DATA IN THIS EXERCISE:

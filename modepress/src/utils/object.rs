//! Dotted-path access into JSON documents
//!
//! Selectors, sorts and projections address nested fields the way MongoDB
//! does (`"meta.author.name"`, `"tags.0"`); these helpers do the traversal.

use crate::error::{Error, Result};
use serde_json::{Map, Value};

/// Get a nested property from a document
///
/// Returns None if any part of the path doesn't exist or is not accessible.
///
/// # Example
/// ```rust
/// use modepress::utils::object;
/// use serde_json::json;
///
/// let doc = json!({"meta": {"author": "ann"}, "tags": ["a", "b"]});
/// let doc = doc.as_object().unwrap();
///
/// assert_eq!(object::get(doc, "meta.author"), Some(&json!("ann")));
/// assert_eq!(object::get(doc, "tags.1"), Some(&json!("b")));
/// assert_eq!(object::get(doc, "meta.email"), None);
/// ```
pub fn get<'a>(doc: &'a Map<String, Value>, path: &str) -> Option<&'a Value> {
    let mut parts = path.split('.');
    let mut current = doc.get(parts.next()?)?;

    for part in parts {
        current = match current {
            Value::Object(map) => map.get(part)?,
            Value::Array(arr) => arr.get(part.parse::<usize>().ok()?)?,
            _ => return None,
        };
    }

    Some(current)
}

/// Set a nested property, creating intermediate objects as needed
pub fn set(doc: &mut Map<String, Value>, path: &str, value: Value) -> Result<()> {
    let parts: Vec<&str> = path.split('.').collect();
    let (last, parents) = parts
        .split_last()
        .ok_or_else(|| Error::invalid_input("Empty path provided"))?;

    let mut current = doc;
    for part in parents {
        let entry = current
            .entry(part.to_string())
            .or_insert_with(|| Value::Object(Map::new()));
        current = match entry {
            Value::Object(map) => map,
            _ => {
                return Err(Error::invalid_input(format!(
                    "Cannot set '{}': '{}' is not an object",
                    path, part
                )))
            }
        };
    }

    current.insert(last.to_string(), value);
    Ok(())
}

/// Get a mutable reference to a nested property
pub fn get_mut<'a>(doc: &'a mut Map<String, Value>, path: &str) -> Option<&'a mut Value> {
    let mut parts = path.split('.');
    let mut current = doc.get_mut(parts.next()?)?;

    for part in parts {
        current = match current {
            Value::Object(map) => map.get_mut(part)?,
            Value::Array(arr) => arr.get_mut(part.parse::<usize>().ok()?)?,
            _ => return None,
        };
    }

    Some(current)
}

ASSIGNED TASK: The answer must consist of every line from the records above that holds "parse".

TASK OUTPUT:
            Value::Array(arr) => arr.get(part.parse::<usize>().ok()?)?,
            Value::Array(arr) => arr.get_mut(part.parse::<usize>().ok()?)?,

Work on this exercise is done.